Work instructions:
Where "owning" occurs in a line of the entries below, copy that line.

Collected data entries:
-- Opening Marker --

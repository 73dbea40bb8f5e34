//! The request descriptor and its building blocks.

use crate::dom::{Element, FormInfo, UiEvent};
use crate::exclusion::ExclusionSet;
use crate::transport::RequestHandle;
use serde::Deserialize;
use std::time::Duration;

/// HTTP method of the outgoing request.
#[derive(Debug, Clone, PartialEq, Eq, Default)]
pub enum Method {
    /// GET, the default for links and method-less forms.
    #[default]
    Get,
    /// POST.
    Post,
    /// Anything else, lowercased.
    Other(String),
}

impl Method {
    /// Parse a method attribute value; unknown/empty input yields GET.
    pub fn parse(raw: &str) -> Self {
        match raw.trim().to_ascii_lowercase().as_str() {
            "" | "get" => Method::Get,
            "post" => Method::Post,
            other => Method::Other(other.to_owned()),
        }
    }

    /// Lowercase wire name.
    pub fn as_str(&self) -> &str {
        match self {
            Method::Get => "get",
            Method::Post => "post",
            Method::Other(s) => s,
        }
    }
}

impl std::fmt::Display for Method {
    fn fmt(&self, f: &mut std::fmt::Formatter<'_>) -> std::fmt::Result {
        f.write_str(self.as_str())
    }
}

/// The body of an outgoing request.
#[derive(Debug, Clone, PartialEq, Default)]
pub enum RequestBody {
    /// No body.
    #[default]
    Empty,
    /// Caller-supplied key/value pairs, not yet encoded.
    Pairs(Vec<(String, String)>),
    /// A final urlencoded body.
    Encoded(String),
    /// A multipart body.
    Multipart(Vec<Part>),
}

impl RequestBody {
    /// Whether there is nothing to send.
    pub fn is_empty(&self) -> bool {
        match self {
            RequestBody::Empty => true,
            RequestBody::Pairs(pairs) => pairs.is_empty(),
            RequestBody::Encoded(s) => s.is_empty(),
            RequestBody::Multipart(parts) => parts.is_empty(),
        }
    }
}

/// One part of a multipart body.
#[derive(Debug, Clone, PartialEq)]
pub struct Part {
    /// Part name.
    pub name: String,
    /// Part content.
    pub value: PartValue,
}

/// Content of a multipart part.
#[derive(Debug, Clone, PartialEq)]
pub enum PartValue {
    /// Plain text.
    Text(String),
    /// File upload.
    File(FilePart),
}

/// An uploaded file.
#[derive(Debug, Clone, PartialEq, Default)]
pub struct FilePart {
    /// Client-side file name; empty for an untouched file input.
    pub filename: String,
    /// Declared content type, if known.
    pub content_type: Option<String>,
    /// Raw bytes.
    pub bytes: Vec<u8>,
}

impl FilePart {
    /// An untouched file input: no name, no content.
    pub fn is_empty(&self) -> bool {
        self.filename.is_empty() && self.bytes.is_empty()
    }
}

/// Classification of the triggering element.
#[derive(Debug, Clone, Copy, PartialEq, Eq)]
pub enum ElementKind {
    /// A `<form>` submitting itself.
    Form,
    /// A submit input or submit button.
    SubmitControl,
    /// An image input.
    ImageControl,
    /// Anything else, treated as a link.
    Link,
}

impl ElementKind {
    /// Classify a triggering element by tag and `type` attribute.
    pub fn classify(element: &Element) -> Self {
        let ty = element.attr("type").unwrap_or("");
        match element.tag.as_str() {
            "form" => ElementKind::Form,
            "input" if ty.eq_ignore_ascii_case("submit") => ElementKind::SubmitControl,
            "button" if ty.eq_ignore_ascii_case("submit") => ElementKind::SubmitControl,
            "input" if ty.eq_ignore_ascii_case("image") => ElementKind::ImageControl,
            _ => ElementKind::Link,
        }
    }

    /// Whether this kind submits a form.
    pub fn is_form_related(self) -> bool {
        !matches!(self, ElementKind::Link)
    }
}

/// The DOM action a request originated from.
///
/// Derived once when a trigger fires and owned exclusively by the request
/// descriptor; extensions read it, never share it.
#[derive(Debug, Clone)]
pub struct ActionOrigin {
    /// The triggering UI event.
    pub event: UiEvent,
    /// The triggering element.
    pub element: Element,
    /// Its classification.
    pub kind: ElementKind,
    /// The resolved owning form, when the trigger submits one.
    pub form: Option<FormInfo>,
}

impl ActionOrigin {
    /// Derive the origin record from a trigger: classify the element and
    /// resolve the owning form.
    pub fn derive(element: Element, event: UiEvent) -> Self {
        let kind = ElementKind::classify(&element);
        let form = if kind.is_form_related() {
            element.form.clone()
        } else {
            None
        };
        Self {
            event,
            element,
            kind,
            form,
        }
    }
}

/// Partial override of the validation extension's checks.
///
/// Merged onto the extension defaults; fields left out keep their default.
#[derive(Debug, Clone, Copy, Default, Deserialize, PartialEq, Eq)]
pub struct ValidateOverrides {
    /// Override the modifier-key check.
    #[serde(default)]
    pub keys: Option<bool>,
    /// Override the URL check.
    #[serde(default)]
    pub url: Option<bool>,
    /// Override the native form validation check.
    #[serde(default)]
    pub form: Option<bool>,
}

impl ValidateOverrides {
    /// Disable all three checks.
    pub fn none() -> Self {
        Self {
            keys: Some(false),
            url: Some(false),
            form: Some(false),
        }
    }
}

/// Effective validation checks after overrides.
#[derive(Debug, Clone, Copy, PartialEq, Eq)]
pub struct ValidationRules {
    /// Veto on modifier keys / non-primary buttons.
    pub keys: bool,
    /// Veto on same-page anchors and non-http schemes.
    pub url: bool,
    /// Veto when the native form validator rejects.
    pub form: bool,
}

impl Default for ValidationRules {
    fn default() -> Self {
        Self {
            keys: true,
            url: true,
            form: true,
        }
    }
}

impl ValidationRules {
    /// Apply a partial override.
    pub fn apply(self, overrides: ValidateOverrides) -> Self {
        Self {
            keys: overrides.keys.unwrap_or(self.keys),
            url: overrides.url.unwrap_or(self.url),
            form: overrides.form.unwrap_or(self.form),
        }
    }
}

/// One-off per-call customization of the settings, run after `prepare`.
pub type PrepareHook = Box<dyn FnOnce(&mut RequestSettings) + Send + Sync>;

/// One-off gate run after `before`; returning `false` aborts the send.
pub type BeforeSendHook = Box<dyn FnOnce(&RequestSettings) -> bool + Send + Sync>;

/// One-off observer run after the `start` fire.
pub type StartHook = Box<dyn FnOnce(&RequestHandle, &RequestSettings) + Send + Sync>;

/// Configuration of one outgoing request (the request descriptor).
#[derive(Default)]
pub struct RequestSettings {
    /// Target URL.
    pub url: String,
    /// HTTP method.
    pub method: Method,
    /// Request body; the forms extension replaces it for form submissions.
    pub body: RequestBody,
    /// Extensions/events excluded for this request only.
    pub off: ExclusionSet,
    /// Pass-through transport timeout; the pipeline adds none of its own.
    pub timeout: Option<Duration>,
    /// The DOM action this request originated from, when it did.
    pub origin: Option<ActionOrigin>,
    /// Per-call override of validation checks.
    pub validate: Option<ValidateOverrides>,
    /// One-off settings customization hook.
    pub prepare: Option<PrepareHook>,
    /// One-off final gate before the transport engages.
    pub before_send: Option<BeforeSendHook>,
    /// One-off observer of the issued handle.
    pub start: Option<StartHook>,
}

impl RequestSettings {
    /// Settings for a bare URL, everything else defaulted.
    pub fn new(url: impl Into<String>) -> Self {
        Self {
            url: url.into(),
            ..Self::default()
        }
    }
}

impl From<&str> for RequestSettings {
    fn from(url: &str) -> Self {
        Self::new(url)
    }
}

impl From<String> for RequestSettings {
    fn from(url: String) -> Self {
        Self::new(url)
    }
}
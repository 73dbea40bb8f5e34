//! The auto-rebind extension.

use pagelet_core::{
    BoxError, Extension, FireCx, FireOutcome, RequestHandle, RequestSettings, ResponsePayload,
};

/// Re-fires `load` after every successful response.
///
/// Snippet replacement can introduce new triggering elements; rebinding
/// after each success keeps them wired.
#[derive(Default)]
pub struct LoadExt;

impl LoadExt {
    /// The auto-rebind extension.
    pub fn new() -> Self {
        Self
    }
}

impl Extension for LoadExt {
    async fn on_success(
        &self,
        _payload: &ResponsePayload,
        _handle: &RequestHandle,
        _settings: &RequestSettings,
        cx: &FireCx<'_>,
    ) -> Result<FireOutcome, BoxError> {
        cx.rebind().await?;
        Ok(FireOutcome::Continue)
    }
}
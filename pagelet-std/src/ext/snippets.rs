//! The snippets extension: applies response snippet maps to the document.

use crate::ext::ids;
use crate::snippets::SnippetEngine;
use pagelet_core::{
    BoxError, Document, Extension, FireCx, FireOutcome, RequestHandle, RequestSettings,
    ResponsePayload,
};
use std::sync::Arc;

/// Delegates each successful response's snippet map to the patch engine.
///
/// History recording is suppressed when the `history` extension is absent
/// or excluded for the request. Other extensions reach the patch queues
/// through [`engine`](SnippetsExt::engine).
pub struct SnippetsExt {
    engine: Arc<SnippetEngine>,
}

impl SnippetsExt {
    /// A snippets extension patching the given document.
    pub fn new(document: Arc<dyn Document>) -> Self {
        Self {
            engine: Arc::new(SnippetEngine::new(document)),
        }
    }

    /// The shared patch engine.
    pub fn engine(&self) -> &SnippetEngine {
        &self.engine
    }
}

impl Extension for SnippetsExt {
    async fn on_success(
        &self,
        payload: &ResponsePayload,
        _handle: &RequestHandle,
        settings: &RequestSettings,
        cx: &FireCx<'_>,
    ) -> Result<FireOutcome, BoxError> {
        if !payload.has_snippets() {
            return Ok(FireOutcome::Continue);
        }
        let record_history = cx.has(ids::HISTORY) && !settings.off.contains(ids::HISTORY);
        self.engine
            .update(&payload.snippets, false, record_history)
            .await;
        Ok(FireOutcome::Continue)
    }
}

-- Closing Marker --

Task output:
    /// The resolved owning form, when the trigger submits one.
    /// resolve the owning form.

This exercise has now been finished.